Researchers from Hold Security have discovered more than 7,000 FTP sites have been compromised by to infect malware or to attempt to compromise connected web services.
“Hackers planted PHP scripts armed with backdoors (shells) and viruses in multiple directories hoping that these directories map to Web servers of the victim companies to gain control of the Web services,” the company explained. “They can also upload HTML files with redirects to malicious sites which can infect millions of websites”
“The victim companies hosting exploited FTP sites are spread across the spectrum – from small companies and individual accounts with ISPs to major multi-national corporations,” noted the researchers.
Its unclear how the hack might have taken place because a lot of complex passwords were involved. Its possible that malware was infected on the client machine to steal the ftp credentials. Its also possible that many even use Anonymous login which can be some part of this hack too.

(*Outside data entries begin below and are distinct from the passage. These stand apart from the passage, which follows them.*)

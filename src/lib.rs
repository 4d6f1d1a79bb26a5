//! Marketplace backend for EcoLedger renewable energy certificates
//!
//! Certificates ("RECs") are tracked in two places: a local SQLite ledger
//! holding owner and lifecycle status, and an external token ledger holding
//! supply, transfers, and burns. The crate provides:
//! - Challenge-response wallet login (Ed25519, single-use nonce per account)
//! - The REC lifecycle state machine: mint, purchase, retire
//! - The HTTP API tying both together

pub mod api;
pub mod auth;
pub mod config;
pub mod ledger;
pub mod recs;
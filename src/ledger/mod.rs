//! Token ledger gateway
//!
//! The marketplace's authoritative token state (supply, transfers, burns)
//! lives on an external distributed ledger. The lifecycle controller talks
//! to it through [`LedgerGateway`] and branches on the typed failures below;
//! it never inspects ledger wire formats itself.

pub mod token;

use async_trait::async_trait;

/// Outcome of a mutating ledger call.
#[derive(Debug, Clone)]
pub struct TxReceipt {
    pub transaction_id: String,
    pub status: String,
}

/// Failures the lifecycle controller distinguishes.
#[derive(Debug, Clone, thiserror::Error)]
pub enum LedgerError {
    /// Operator credentials are absent; nothing was sent to the network.
    #[error("Ledger operator not configured")]
    NotConfigured,

    /// The destination account has not associated the token type. The
    /// caller is expected to prompt association and retry.
    #[error("Token {token_id} not associated with account")]
    NotAssociated { token_id: String },

    /// Holder balance below the requested amount.
    #[error("Insufficient token balance")]
    InsufficientBalance,

    /// The network accepted the submission but rejected the operation.
    #[error("Ledger rejected operation: {0}")]
    Rejected(String),

    /// Transport-level failure reaching the network.
    #[error("Ledger network error: {0}")]
    Network(String),
}

/// Mutating operations against the token ledger.
///
/// Every call either fully succeeds with a transaction reference or fails
/// with a typed error; in-flight calls are always awaited to completion
/// because a ledger-side effect may already have landed.
#[async_trait]
pub trait LedgerGateway: Send + Sync {
    /// Whether operator credentials are present. Checked before any
    /// mutating call so an unconfigured node fails fast without a network
    /// round-trip.
    fn is_configured(&self) -> bool;

    /// Treasury account id, when configured.
    fn operator_account(&self) -> Option<String>;

    /// Create a fungible token with the treasury holding the initial
    /// supply. Returns the new token id.
    async fn create_token(
        &self,
        name: &str,
        symbol: &str,
        initial_supply: u64,
    ) -> Result<String, LedgerError>;

    /// Move `amount` of `token_id` between accounts. Fails
    /// [`LedgerError::NotAssociated`] when the destination has not
    /// associated the token.
    async fn transfer(
        &self,
        token_id: &str,
        from: &str,
        to: &str,
        amount: u64,
    ) -> Result<TxReceipt, LedgerError>;

    /// Destructively remove `amount` from a specific holder's balance.
    async fn wipe(
        &self,
        token_id: &str,
        account_id: &str,
        amount: u64,
    ) -> Result<TxReceipt, LedgerError>;

    /// Destructively remove `amount` from the treasury's own balance.
    async fn burn(&self, token_id: &str, amount: u64) -> Result<TxReceipt, LedgerError>;
}
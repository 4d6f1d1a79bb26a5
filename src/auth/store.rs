//! In-memory nonce and session storage
//!
//! Challenges and sessions are process-local with fixed lifetimes. Expired
//! entries are deleted on read rather than by a background sweep.

use std::collections::HashMap;
use std::sync::Mutex;
use std::time::Duration;

use rand::RngCore;

/// An issued login challenge awaiting a signature.
#[derive(Debug, Clone)]
pub struct NonceEntry {
    pub nonce: String,
    pub expires_at: u64,
}

/// An authenticated session.
#[derive(Debug, Clone)]
pub struct Session {
    pub account_id: String,
    pub expires_at: u64,
}

/// Nonce and session lifecycle, keyed per account / per token.
///
/// Every operation must be atomic with respect to concurrent callers for the
/// same key: a nonce is consumed exactly once, and re-issuing discards any
/// prior outstanding challenge for the account.
pub trait AuthStore: Send + Sync {
    /// Issue a fresh challenge for the account, replacing any prior one.
    fn issue_nonce(&self, account_id: &str) -> NonceEntry;

    /// Atomically fetch and delete the outstanding nonce. Returns `None` if
    /// absent or expired; an expired entry is deleted by the lookup itself.
    fn consume_nonce(&self, account_id: &str) -> Option<String>;

    /// Mint a session for a verified account.
    fn create_session(&self, account_id: &str) -> (String, Session);

    /// Look up a session by bearer token, deleting it if expired.
    fn get_session(&self, token: &str) -> Option<Session>;
}

/// Process-wide in-memory [`AuthStore`].
pub struct MemoryAuthStore {
    nonce_ttl: Duration,
    session_ttl: Duration,
    nonces: Mutex<HashMap<String, NonceEntry>>,
    sessions: Mutex<HashMap<String, Session>>,
}

impl MemoryAuthStore {
    pub fn new(nonce_ttl: Duration, session_ttl: Duration) -> Self {
        Self {
            nonce_ttl,
            session_ttl,
            nonces: Mutex::new(HashMap::new()),
            sessions: Mutex::new(HashMap::new()),
        }
    }
}

impl AuthStore for MemoryAuthStore {
    fn issue_nonce(&self, account_id: &str) -> NonceEntry {
        let entry = NonceEntry {
            nonce: random_hex(32),
            expires_at: now_millis() + self.nonce_ttl.as_millis() as u64,
        };
        self.nonces
            .lock()
            .unwrap()
            .insert(account_id.to_string(), entry.clone());
        entry
    }

    fn consume_nonce(&self, account_id: &str) -> Option<String> {
        // remove() under the lock is the atomic get-and-delete; a nonce is
        // gone after the first consumption attempt whatever happens next.
        let entry = self.nonces.lock().unwrap().remove(account_id)?;
        if now_millis() > entry.expires_at {
            return None;
        }
        Some(entry.nonce)
    }

    fn create_session(&self, account_id: &str) -> (String, Session) {
        let token = random_hex(32);
        let session = Session {
            account_id: account_id.to_string(),
            expires_at: now_millis() + self.session_ttl.as_millis() as u64,
        };
        self.sessions
            .lock()
            .unwrap()
            .insert(token.clone(), session.clone());
        (token, session)
    }

    fn get_session(&self, token: &str) -> Option<Session> {
        let mut sessions = self.sessions.lock().unwrap();
        let session = sessions.get(token)?;
        if now_millis() > session.expires_at {
            sessions.remove(token);
            return None;
        }
        Some(session.clone())
    }
}

/// Cryptographically random hex string of `bytes` bytes of entropy.
fn random_hex(bytes: usize) -> String {
    let mut buf = vec![0u8; bytes];
    rand::rngs::OsRng.fill_bytes(&mut buf);
    hex::encode(buf)
}

pub fn now_millis() -> u64 {
    std::time::SystemTime::now()
        .duration_since(std::time::UNIX_EPOCH)
        .unwrap()
        .as_millis() as u64
}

Alex Holden, the company’s CISO, shared with Jeremy Kirk that among the compromised FTP servers, some belonged to The New York Times and UNICEF. The known organisations were notified to fix the issue.
However the dark side of this security company is that, they haven’t released the company names openly. This is definitely a concern because the company has kept a lot of organisation in the dark. Publishing company names could have helped companies to fix the issue rather than assuming or waiting for something to go wrong.